YOUR TASK: Transcribe, verbatim, every line from the start of the entries through the line that contains "operator → domain)"; include both boundary lines and omit all others.

DATA FOR PROCESSING:
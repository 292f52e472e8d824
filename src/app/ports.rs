//! Port traits — the hexagonal boundary between domain logic and the outside world.
//!
//! ```text
//!   Adapter ──▶ Port trait ──▶ AppService (domain)
//! ```
//!
//! Driven adapters (GPIO bank, UART feed, keyboard, console, config file)
//! implement these traits.  The [`AppService`](super::service::AppService)
//! consumes them via generics, so the domain core never touches hardware
//! directly.

use core::fmt;

use crate::config::SystemConfig;
use crate::error::{FeedError, OutputError};

use super::events::{AppEvent, StatusReport};

// ───────────────────────────────────────────────────────────────
// Output port (driven adapter: domain → valves / lock)
// ───────────────────────────────────────────────────────────────

/// Write-side port: four independently addressable boolean lines.
///
/// Writes are fire-and-forget; confirmation only ever arrives through
/// the [`StatusFeed`].
pub trait OutputPort {
    /// Drive `line` active (`true`) or inactive (`false`).
    fn set_line(&mut self, line: u32, active: bool) -> Result<(), OutputError>;
}

// ───────────────────────────────────────────────────────────────
// Status feed (driven adapter: controller → domain)
// ───────────────────────────────────────────────────────────────

/// Read-side port: the controller's status word, one byte per sample.
pub trait StatusFeed {
    /// Read at most one sample.  `Ok(None)` means nothing arrived
    /// within the adapter's read timeout.
    fn read_sample(&mut self) -> Result<Option<u8>, FeedError>;
}

// ───────────────────────────────────────────────────────────────
// Command input (driving adapter: operator → domain)
// ───────────────────────────────────────────────────────────────

/// Non-blocking source of operator key presses.
pub trait CommandSource {
    /// Return the next pending key, or `None` immediately if there is none.
    fn poll_key(&mut self) -> Option<char>;
}

// ───────────────────────────────────────────────────────────────
// Clock
// ───────────────────────────────────────────────────────────────

/// Monotonic time plus the one blocking pause the loop is allowed.
pub trait Clock {
    /// Milliseconds since an arbitrary fixed origin.
    fn now_ms(&self) -> u64;

    /// Block the calling loop for `ms` milliseconds.
    fn sleep_ms(&mut self, ms: u64);
}

// ───────────────────────────────────────────────────────────────
// Status reporter + event sink (driven adapters: domain → operator)
// ───────────────────────────────────────────────────────────────

/// Renders the current state of every actuator.
///
/// Implementations must not feed anything back into the domain; the
/// same report rendered twice produces the same output.
pub trait StatusReporter {
    fn render(&mut self, report: &StatusReport);
}

/// The domain emits structured [`AppEvent`]s through this port.
/// Adapters decide where they go (console, log, test recorder).
pub trait EventSink {
    fn emit(&mut self, event: &AppEvent);
}

// ───────────────────────────────────────────────────────────────
// Configuration port
// ───────────────────────────────────────────────────────────────

/// Loads and persists system configuration.
///
/// Implementations MUST validate config values before persisting and
/// after loading.  Invalid values are rejected with
/// [`ConfigError::ValidationFailed`], not silently clamped.
pub trait ConfigPort {
    /// Load configuration.  Returns [`SystemConfig::default()`] if no
    /// stored config exists.
    fn load(&self) -> Result<SystemConfig, ConfigError>;

    /// Validate and persist configuration.
    fn save(&self, config: &SystemConfig) -> Result<(), ConfigError>;
}

// ───────────────────────────────────────────────────────────────
// Error types
// ───────────────────────────────────────────────────────────────

/// Errors from [`ConfigPort`] operations.
#[derive(Debug)]
pub enum ConfigError {
    /// Stored config could not be parsed.
    Corrupted(String),
    /// A config field failed range validation.
    /// The `&'static str` describes which field and why.
    ValidationFailed(&'static str),
    /// Generic I/O error from the storage backend.
    Io(std::io::ErrorKind),
}

impl fmt::Display for ConfigError {
    fn fmt(&self, f: &mut fmt::Formatter<'_>) -> fmt::Result {
        match self {
            Self::Corrupted(msg) => write!(f, "config corrupted: {}", msg),
            Self::ValidationFailed(msg) => write!(f, "validation failed: {}", msg),
            Self::Io(kind) => write!(f, "I/O error: {}", kind),
        }
    }
}

impl std::error::Error for ConfigError {}
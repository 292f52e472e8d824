//! Application core — actuator command and confirmation logic, zero I/O.
//!
//! This module contains the control rules for the end-effector:
//! command dispatch, feedback reconciliation, and timeout recovery.
//! All interaction with hardware happens through **port traits** defined
//! in [`ports`], keeping this layer fully testable without real peripherals.

pub mod commands;
pub mod events;
pub mod ports;
pub mod service;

TASK RESULT:
repository 292f52e472e8d824
filename src/app/ports.rs
//! Port traits — the hexagonal boundary between domain logic and the outside world.
//!
//! ```text
//!   Adapter ──▶ Port trait ──▶ AppService (domain)
//! ```
//!
//! Driven adapters (GPIO bank, UART feed, keyboard, console, config file)
//! implement these traits.  The [`AppService`](super::service::AppService)
//! consumes them via generics, so the domain core never touches hardware
//! directly.

use core::fmt;

use crate::config::SystemConfig;
use crate::error::{FeedError, OutputError};

use super::events::{AppEvent, StatusReport};

// ───────────────────────────────────────────────────────────────
// Output port (driven adapter: domain → valves / lock)
// ───────────────────────────────────────────────────────────────

/// Write-side port: four independently addressable boolean lines.
///
/// Writes are fire-and-forget; confirmation only ever arrives through
/// the [`StatusFeed`].
pub trait OutputPort {
    /// Drive `line` active (`true`) or inactive (`false`).
    fn set_line(&mut self, line: u32, active: bool) -> Result<(), OutputError>;
}

// ───────────────────────────────────────────────────────────────
// Status feed (driven adapter: controller → domain)
// ───────────────────────────────────────────────────────────────

/// Read-side port: the controller's status word, one byte per sample.
pub trait StatusFeed {
    /// Read at most one sample.  `Ok(None)` means nothing arrived
    /// within the adapter's read timeout.
    fn read_sample(&mut self) -> Result<Option<u8>, FeedError>;
}

// ───────────────────────────────────────────────────────────────
// Command input (driving adapter: operator → domain)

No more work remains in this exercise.